# Work item:
In the data below, find the line containing "pub fn total(&self)", then set down that line and every later line up to and including the line containing "let is_correct = selected", exactly.

# Records for the task:
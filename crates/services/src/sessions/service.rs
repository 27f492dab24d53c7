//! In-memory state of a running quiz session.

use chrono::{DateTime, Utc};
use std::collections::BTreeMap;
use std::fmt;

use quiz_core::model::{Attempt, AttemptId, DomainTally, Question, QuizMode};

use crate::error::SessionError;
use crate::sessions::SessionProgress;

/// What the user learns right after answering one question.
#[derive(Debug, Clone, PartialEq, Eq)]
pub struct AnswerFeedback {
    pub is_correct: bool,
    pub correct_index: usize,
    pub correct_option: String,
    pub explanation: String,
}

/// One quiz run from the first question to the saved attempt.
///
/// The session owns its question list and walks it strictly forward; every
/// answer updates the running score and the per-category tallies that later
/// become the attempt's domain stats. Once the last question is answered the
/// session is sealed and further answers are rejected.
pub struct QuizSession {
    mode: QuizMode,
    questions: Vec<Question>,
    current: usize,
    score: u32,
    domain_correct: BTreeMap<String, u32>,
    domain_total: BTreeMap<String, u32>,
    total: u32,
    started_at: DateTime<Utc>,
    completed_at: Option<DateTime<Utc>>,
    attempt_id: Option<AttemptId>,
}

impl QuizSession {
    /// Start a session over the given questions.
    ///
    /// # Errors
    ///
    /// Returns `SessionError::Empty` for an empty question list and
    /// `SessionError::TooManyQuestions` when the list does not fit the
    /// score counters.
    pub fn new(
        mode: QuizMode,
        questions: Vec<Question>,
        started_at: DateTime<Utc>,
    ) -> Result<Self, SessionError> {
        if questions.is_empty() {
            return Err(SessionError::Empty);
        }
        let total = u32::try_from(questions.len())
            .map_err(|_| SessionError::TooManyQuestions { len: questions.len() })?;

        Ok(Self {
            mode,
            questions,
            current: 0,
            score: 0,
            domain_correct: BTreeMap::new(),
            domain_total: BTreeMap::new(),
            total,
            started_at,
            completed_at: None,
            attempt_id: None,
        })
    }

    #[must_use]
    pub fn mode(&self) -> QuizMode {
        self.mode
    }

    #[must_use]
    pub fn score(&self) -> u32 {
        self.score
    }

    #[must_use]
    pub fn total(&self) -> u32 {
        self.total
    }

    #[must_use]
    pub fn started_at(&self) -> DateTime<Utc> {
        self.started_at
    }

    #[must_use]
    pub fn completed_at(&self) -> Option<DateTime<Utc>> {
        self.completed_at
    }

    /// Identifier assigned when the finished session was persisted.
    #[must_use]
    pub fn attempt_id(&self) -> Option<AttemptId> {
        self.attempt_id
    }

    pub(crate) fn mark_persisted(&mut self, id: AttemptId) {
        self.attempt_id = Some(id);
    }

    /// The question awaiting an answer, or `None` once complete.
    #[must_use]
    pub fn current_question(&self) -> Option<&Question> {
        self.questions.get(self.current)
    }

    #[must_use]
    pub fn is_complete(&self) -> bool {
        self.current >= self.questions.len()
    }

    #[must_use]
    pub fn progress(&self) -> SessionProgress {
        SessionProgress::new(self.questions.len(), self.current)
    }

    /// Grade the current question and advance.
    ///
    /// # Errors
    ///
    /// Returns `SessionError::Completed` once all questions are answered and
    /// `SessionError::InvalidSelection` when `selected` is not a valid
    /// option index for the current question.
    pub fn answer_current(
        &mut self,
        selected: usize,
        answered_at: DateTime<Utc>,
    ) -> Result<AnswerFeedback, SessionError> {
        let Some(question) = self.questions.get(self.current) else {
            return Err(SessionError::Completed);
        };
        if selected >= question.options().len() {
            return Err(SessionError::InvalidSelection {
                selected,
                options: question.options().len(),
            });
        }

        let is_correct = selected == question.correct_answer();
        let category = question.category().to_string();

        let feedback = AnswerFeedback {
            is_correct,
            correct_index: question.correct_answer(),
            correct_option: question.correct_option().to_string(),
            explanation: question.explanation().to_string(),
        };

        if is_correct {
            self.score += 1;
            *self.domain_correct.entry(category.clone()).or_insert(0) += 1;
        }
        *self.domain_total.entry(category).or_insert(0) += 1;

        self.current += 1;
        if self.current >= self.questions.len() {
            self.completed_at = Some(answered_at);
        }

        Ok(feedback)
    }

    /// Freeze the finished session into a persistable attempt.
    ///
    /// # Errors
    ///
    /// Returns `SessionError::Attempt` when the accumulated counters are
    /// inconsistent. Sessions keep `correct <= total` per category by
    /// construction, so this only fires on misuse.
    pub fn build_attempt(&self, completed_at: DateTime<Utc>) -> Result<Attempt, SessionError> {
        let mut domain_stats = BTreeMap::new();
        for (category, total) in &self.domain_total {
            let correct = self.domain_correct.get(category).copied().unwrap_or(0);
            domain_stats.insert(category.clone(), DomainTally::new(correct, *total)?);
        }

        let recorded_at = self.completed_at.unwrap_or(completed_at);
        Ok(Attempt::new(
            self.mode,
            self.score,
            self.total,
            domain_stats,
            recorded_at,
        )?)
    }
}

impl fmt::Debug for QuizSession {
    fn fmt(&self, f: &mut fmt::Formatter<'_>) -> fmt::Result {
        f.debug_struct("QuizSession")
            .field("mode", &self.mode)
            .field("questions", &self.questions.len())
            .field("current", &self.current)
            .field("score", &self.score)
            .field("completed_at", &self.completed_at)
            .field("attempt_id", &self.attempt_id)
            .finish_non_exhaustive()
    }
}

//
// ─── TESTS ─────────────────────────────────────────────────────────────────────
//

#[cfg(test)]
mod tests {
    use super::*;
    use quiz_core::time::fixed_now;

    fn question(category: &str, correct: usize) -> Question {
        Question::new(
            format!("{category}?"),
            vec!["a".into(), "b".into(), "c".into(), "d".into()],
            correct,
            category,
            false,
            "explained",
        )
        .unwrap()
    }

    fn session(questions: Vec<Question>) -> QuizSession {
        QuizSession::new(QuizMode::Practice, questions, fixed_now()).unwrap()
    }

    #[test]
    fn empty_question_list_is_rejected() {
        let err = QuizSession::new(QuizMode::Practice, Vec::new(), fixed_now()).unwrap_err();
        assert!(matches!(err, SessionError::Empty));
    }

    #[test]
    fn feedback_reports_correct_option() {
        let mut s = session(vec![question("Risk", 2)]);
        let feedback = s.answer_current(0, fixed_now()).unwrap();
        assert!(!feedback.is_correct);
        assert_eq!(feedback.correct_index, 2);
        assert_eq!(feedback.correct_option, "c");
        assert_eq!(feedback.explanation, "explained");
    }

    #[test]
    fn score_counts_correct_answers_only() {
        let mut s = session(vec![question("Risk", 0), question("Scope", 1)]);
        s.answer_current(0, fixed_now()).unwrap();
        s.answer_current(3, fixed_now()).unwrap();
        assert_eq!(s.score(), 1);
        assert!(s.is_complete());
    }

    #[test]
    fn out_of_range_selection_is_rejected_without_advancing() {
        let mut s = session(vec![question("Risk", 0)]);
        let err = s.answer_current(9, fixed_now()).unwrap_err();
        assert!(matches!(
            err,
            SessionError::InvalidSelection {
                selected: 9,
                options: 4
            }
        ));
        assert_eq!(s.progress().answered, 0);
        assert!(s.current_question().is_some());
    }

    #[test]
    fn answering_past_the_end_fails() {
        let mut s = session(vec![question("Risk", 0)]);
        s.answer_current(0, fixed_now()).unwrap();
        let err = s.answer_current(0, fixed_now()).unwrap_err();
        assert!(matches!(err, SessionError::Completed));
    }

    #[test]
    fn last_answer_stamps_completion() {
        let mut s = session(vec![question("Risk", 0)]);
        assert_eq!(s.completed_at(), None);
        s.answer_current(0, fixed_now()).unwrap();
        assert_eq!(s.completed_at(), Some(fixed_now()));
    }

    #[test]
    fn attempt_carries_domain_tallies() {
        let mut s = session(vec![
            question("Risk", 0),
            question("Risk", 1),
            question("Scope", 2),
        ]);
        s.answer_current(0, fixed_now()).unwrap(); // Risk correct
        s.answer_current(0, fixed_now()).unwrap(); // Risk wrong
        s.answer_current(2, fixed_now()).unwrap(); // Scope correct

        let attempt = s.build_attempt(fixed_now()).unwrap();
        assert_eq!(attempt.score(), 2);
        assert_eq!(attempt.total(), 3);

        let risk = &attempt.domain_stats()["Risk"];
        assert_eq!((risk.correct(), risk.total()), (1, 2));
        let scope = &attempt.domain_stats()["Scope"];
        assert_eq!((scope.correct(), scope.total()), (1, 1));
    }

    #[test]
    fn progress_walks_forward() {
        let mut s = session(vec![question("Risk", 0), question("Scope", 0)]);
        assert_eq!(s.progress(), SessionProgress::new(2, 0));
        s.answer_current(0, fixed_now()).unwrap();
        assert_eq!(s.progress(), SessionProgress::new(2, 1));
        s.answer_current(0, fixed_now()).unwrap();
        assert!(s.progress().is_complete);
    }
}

# Result:
    pub fn total(&self) -> u32 {
        self.total
    }

    #[must_use]
    pub fn started_at(&self) -> DateTime<Utc> {
        self.started_at
    }

    #[must_use]
    pub fn completed_at(&self) -> Option<DateTime<Utc>> {
        self.completed_at
    }

    /// Identifier assigned when the finished session was persisted.
    #[must_use]
    pub fn attempt_id(&self) -> Option<AttemptId> {
        self.attempt_id
    }

    pub(crate) fn mark_persisted(&mut self, id: AttemptId) {
        self.attempt_id = Some(id);
    }

    /// The question awaiting an answer, or `None` once complete.
    #[must_use]
    pub fn current_question(&self) -> Option<&Question> {
        self.questions.get(self.current)
    }

    #[must_use]
    pub fn is_complete(&self) -> bool {
        self.current >= self.questions.len()
    }

    #[must_use]
    pub fn progress(&self) -> SessionProgress {
        SessionProgress::new(self.questions.len(), self.current)
    }

    /// Grade the current question and advance.
    ///
    /// # Errors
    ///
    /// Returns `SessionError::Completed` once all questions are answered and
    /// `SessionError::InvalidSelection` when `selected` is not a valid
    /// option index for the current question.
    pub fn answer_current(
        &mut self,
        selected: usize,
        answered_at: DateTime<Utc>,
    ) -> Result<AnswerFeedback, SessionError> {
        let Some(question) = self.questions.get(self.current) else {
            return Err(SessionError::Completed);
        };
        if selected >= question.options().len() {
            return Err(SessionError::InvalidSelection {
                selected,
                options: question.options().len(),
            });
        }

        let is_correct = selected == question.correct_answer();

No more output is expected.